## TRY IT
Every record, from the first line to the last, needs to be given again exactly.

-*-

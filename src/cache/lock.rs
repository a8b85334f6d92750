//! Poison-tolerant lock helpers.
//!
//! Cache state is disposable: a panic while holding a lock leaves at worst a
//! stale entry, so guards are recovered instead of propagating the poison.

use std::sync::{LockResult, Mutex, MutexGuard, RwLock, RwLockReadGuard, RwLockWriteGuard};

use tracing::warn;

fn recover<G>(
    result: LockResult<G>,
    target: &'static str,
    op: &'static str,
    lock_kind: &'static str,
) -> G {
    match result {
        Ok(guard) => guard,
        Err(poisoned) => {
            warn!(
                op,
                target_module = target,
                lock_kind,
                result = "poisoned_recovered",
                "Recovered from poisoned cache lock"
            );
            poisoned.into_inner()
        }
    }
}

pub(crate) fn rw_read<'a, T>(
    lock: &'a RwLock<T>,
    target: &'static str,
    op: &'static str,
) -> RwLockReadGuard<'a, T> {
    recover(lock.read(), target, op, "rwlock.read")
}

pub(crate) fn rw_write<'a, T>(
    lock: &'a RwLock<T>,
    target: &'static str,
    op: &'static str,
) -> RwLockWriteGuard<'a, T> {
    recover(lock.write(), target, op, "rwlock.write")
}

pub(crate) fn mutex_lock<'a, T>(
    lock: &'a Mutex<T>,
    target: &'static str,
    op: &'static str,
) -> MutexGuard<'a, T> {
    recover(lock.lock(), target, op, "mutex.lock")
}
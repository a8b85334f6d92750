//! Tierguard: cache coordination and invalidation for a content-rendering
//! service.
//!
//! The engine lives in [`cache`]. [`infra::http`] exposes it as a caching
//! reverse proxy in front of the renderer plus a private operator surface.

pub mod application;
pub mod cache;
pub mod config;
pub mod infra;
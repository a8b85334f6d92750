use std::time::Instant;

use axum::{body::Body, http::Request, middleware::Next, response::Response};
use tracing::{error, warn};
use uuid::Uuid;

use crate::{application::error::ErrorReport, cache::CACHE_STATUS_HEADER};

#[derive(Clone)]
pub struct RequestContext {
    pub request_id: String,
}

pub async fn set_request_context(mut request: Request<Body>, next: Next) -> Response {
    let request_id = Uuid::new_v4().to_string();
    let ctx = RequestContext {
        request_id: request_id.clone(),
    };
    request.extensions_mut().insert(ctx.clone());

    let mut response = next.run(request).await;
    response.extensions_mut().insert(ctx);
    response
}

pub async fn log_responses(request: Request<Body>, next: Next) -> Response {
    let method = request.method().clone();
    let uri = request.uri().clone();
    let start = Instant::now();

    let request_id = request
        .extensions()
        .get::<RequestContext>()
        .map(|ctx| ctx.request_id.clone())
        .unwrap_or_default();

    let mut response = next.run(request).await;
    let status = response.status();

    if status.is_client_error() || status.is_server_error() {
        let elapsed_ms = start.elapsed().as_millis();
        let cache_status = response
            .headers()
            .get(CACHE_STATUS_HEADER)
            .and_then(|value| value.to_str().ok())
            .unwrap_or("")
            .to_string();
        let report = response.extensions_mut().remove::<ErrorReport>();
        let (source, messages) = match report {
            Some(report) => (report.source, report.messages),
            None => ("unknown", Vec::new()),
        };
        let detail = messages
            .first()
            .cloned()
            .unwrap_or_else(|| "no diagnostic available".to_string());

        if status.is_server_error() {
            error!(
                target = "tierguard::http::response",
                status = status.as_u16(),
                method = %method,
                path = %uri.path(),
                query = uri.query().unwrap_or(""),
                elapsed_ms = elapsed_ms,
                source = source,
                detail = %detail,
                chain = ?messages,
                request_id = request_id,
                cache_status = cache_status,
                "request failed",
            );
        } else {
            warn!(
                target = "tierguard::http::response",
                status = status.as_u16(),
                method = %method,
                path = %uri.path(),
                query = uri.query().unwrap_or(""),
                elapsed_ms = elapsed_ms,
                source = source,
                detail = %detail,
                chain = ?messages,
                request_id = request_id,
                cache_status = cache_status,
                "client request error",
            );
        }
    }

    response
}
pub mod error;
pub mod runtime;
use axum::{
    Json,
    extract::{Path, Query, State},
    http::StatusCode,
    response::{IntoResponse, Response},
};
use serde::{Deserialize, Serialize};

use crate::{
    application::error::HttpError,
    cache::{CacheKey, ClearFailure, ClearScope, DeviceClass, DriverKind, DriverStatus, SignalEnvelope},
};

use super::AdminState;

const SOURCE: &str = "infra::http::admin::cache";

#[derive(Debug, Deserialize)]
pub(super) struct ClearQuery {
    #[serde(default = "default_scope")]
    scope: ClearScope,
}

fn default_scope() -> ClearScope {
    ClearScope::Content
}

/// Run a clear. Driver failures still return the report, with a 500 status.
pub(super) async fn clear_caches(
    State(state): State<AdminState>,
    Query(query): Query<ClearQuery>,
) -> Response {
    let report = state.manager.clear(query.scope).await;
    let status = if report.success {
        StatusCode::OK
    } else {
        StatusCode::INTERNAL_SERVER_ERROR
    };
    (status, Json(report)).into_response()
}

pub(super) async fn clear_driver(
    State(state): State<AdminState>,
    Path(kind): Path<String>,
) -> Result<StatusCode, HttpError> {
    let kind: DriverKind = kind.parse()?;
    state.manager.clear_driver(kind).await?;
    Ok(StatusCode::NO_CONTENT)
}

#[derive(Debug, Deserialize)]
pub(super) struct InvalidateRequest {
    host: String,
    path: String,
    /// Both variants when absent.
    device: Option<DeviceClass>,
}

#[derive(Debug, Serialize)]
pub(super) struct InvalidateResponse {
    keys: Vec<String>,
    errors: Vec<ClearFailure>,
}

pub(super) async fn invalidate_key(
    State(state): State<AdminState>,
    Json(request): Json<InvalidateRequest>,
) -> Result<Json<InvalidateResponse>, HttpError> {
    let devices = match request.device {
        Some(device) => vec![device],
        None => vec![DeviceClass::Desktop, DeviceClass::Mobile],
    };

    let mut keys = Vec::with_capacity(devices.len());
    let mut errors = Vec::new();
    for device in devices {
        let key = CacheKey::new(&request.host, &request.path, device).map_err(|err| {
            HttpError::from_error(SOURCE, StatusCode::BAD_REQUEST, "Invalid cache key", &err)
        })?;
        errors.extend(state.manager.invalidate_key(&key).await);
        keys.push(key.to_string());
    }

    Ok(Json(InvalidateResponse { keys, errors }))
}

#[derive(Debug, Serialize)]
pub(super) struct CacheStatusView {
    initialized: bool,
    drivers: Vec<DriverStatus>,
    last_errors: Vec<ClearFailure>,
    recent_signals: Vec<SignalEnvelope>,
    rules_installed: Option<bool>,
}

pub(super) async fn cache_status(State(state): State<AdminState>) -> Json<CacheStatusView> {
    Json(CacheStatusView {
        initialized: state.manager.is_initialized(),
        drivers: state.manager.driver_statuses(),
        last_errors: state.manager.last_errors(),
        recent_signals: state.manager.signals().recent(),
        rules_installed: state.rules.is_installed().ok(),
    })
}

-*-

## SOLUTION TO THE EXERCISE
filename src/cache/lock.rs
repository a8b85334f6d92750
//! Poison-tolerant lock helpers.
//!
//! Cache state is disposable: a panic while holding a lock leaves at worst a
//! stale entry, so guards are recovered instead of propagating the poison.

use std::sync::{LockResult, Mutex, MutexGuard, RwLock, RwLockReadGuard, RwLockWriteGuard};

use tracing::warn;

fn recover<G>(
    result: LockResult<G>,
    target: &'static str,
    op: &'static str,
    lock_kind: &'static str,
) -> G {
    match result {
        Ok(guard) => guard,
        Err(poisoned) => {
            warn!(
                op,
                target_module = target,
                lock_kind,
                result = "poisoned_recovered",
                "Recovered from poisoned cache lock"
            );
            poisoned.into_inner()
        }
    }
}

pub(crate) fn rw_read<'a, T>(
    lock: &'a RwLock<T>,
    target: &'static str,
    op: &'static str,
) -> RwLockReadGuard<'a, T> {
    recover(lock.read(), target, op, "rwlock.read")
}

pub(crate) fn rw_write<'a, T>(
    lock: &'a RwLock<T>,
    target: &'static str,
    op: &'static str,
) -> RwLockWriteGuard<'a, T> {
    recover(lock.write(), target, op, "rwlock.write")
}

pub(crate) fn mutex_lock<'a, T>(
    lock: &'a Mutex<T>,
    target: &'static str,
    op: &'static str,
) -> MutexGuard<'a, T> {
    recover(lock.lock(), target, op, "mutex.lock")
}
repository a8b85334f6d92750
//! Tierguard: cache coordination and invalidation for a content-rendering
//! service.
//!
//! The engine lives in [`cache`]. [`infra::http`] exposes it as a caching
//! reverse proxy in front of the renderer plus a private operator surface.

pub mod application;
pub mod cache;
pub mod config;
pub mod infra;
repository a8b85334f6d92750
use std::time::Instant;

use axum::{body::Body, http::Request, middleware::Next, response::Response};
use tracing::{error, warn};
use uuid::Uuid;

use crate::{application::error::ErrorReport, cache::CACHE_STATUS_HEADER};

#[derive(Clone)]
pub struct RequestContext {
    pub request_id: String,
}

pub async fn set_request_context(mut request: Request<Body>, next: Next) -> Response {
    let request_id = Uuid::new_v4().to_string();
    let ctx = RequestContext {
        request_id: request_id.clone(),
    };
    request.extensions_mut().insert(ctx.clone());

    let mut response = next.run(request).await;
    response.extensions_mut().insert(ctx);
    response
}

pub async fn log_responses(request: Request<Body>, next: Next) -> Response {
    let method = request.method().clone();
    let uri = request.uri().clone();
    let start = Instant::now();

    let request_id = request
        .extensions()
        .get::<RequestContext>()
        .map(|ctx| ctx.request_id.clone())
        .unwrap_or_default();

    let mut response = next.run(request).await;
    let status = response.status();

    if status.is_client_error() || status.is_server_error() {
        let elapsed_ms = start.elapsed().as_millis();
        let cache_status = response
            .headers()
            .get(CACHE_STATUS_HEADER)
            .and_then(|value| value.to_str().ok())
            .unwrap_or("")
            .to_string();
        let report = response.extensions_mut().remove::<ErrorReport>();
        let (source, messages) = match report {
            Some(report) => (report.source, report.messages),
            None => ("unknown", Vec::new()),
        };
        let detail = messages
            .first()
            .cloned()
            .unwrap_or_else(|| "no diagnostic available".to_string());

        if status.is_server_error() {
            error!(
                target = "tierguard::http::response",
                status = status.as_u16(),
                method = %method,
                path = %uri.path(),
                query = uri.query().unwrap_or(""),
                elapsed_ms = elapsed_ms,
                source = source,
                detail = %detail,
                chain = ?messages,
                request_id = request_id,
                cache_status = cache_status,
                "request failed",
            );
        } else {
            warn!(
                target = "tierguard::http::response",
                status = status.as_u16(),
                method = %method,
                path = %uri.path(),
                query = uri.query().unwrap_or(""),
                elapsed_ms = elapsed_ms,
                source = source,
                detail = %detail,
                chain = ?messages,
                request_id = request_id,
                cache_status = cache_status,
                "client request error",
            );
        }
    }

    response
}
pub mod error;
pub mod runtime;
use axum::{
    Json,
    extract::{Path, Query, State},
    http::StatusCode,
    response::{IntoResponse, Response},
};
use serde::{Deserialize, Serialize};

use crate::{
    application::error::HttpError,
    cache::{CacheKey, ClearFailure, ClearScope, DeviceClass, DriverKind, DriverStatus, SignalEnvelope},
};

use super::AdminState;

const SOURCE: &str = "infra::http::admin::cache";

#[derive(Debug, Deserialize)]
pub(super) struct ClearQuery {
    #[serde(default = "default_scope")]
    scope: ClearScope,
}

fn default_scope() -> ClearScope {
    ClearScope::Content
}

/// Run a clear. Driver failures still return the report, with a 500 status.
pub(super) async fn clear_caches(
    State(state): State<AdminState>,
    Query(query): Query<ClearQuery>,
) -> Response {
    let report = state.manager.clear(query.scope).await;
    let status = if report.success {
        StatusCode::OK
    } else {
        StatusCode::INTERNAL_SERVER_ERROR
    };
    (status, Json(report)).into_response()
}

pub(super) async fn clear_driver(
    State(state): State<AdminState>,
    Path(kind): Path<String>,
) -> Result<StatusCode, HttpError> {
    let kind: DriverKind = kind.parse()?;
    state.manager.clear_driver(kind).await?;
    Ok(StatusCode::NO_CONTENT)
}

#[derive(Debug, Deserialize)]
pub(super) struct InvalidateRequest {
    host: String,
    path: String,
    /// Both variants when absent.
    device: Option<DeviceClass>,
}

#[derive(Debug, Serialize)]
pub(super) struct InvalidateResponse {
    keys: Vec<String>,
    errors: Vec<ClearFailure>,
}

pub(super) async fn invalidate_key(
    State(state): State<AdminState>,
    Json(request): Json<InvalidateRequest>,
) -> Result<Json<InvalidateResponse>, HttpError> {
    let devices = match request.device {
        Some(device) => vec![device],
        None => vec![DeviceClass::Desktop, DeviceClass::Mobile],
    };

    let mut keys = Vec::with_capacity(devices.len());
    let mut errors = Vec::new();
    for device in devices {
        let key = CacheKey::new(&request.host, &request.path, device).map_err(|err| {
            HttpError::from_error(SOURCE, StatusCode::BAD_REQUEST, "Invalid cache key", &err)
        })?;
        errors.extend(state.manager.invalidate_key(&key).await);
        keys.push(key.to_string());
    }

    Ok(Json(InvalidateResponse { keys, errors }))
}

#[derive(Debug, Serialize)]
pub(super) struct CacheStatusView {
    initialized: bool,
    drivers: Vec<DriverStatus>,
    last_errors: Vec<ClearFailure>,
    recent_signals: Vec<SignalEnvelope>,
    rules_installed: Option<bool>,
}

pub(super) async fn cache_status(State(state): State<AdminState>) -> Json<CacheStatusView> {
    Json(CacheStatusView {
        initialized: state.manager.is_initialized(),
        drivers: state.manager.driver_statuses(),
        last_errors: state.manager.last_errors(),
        recent_signals: state.manager.signals().recent(),
        rules_installed: state.rules.is_installed().ok(),
    })
}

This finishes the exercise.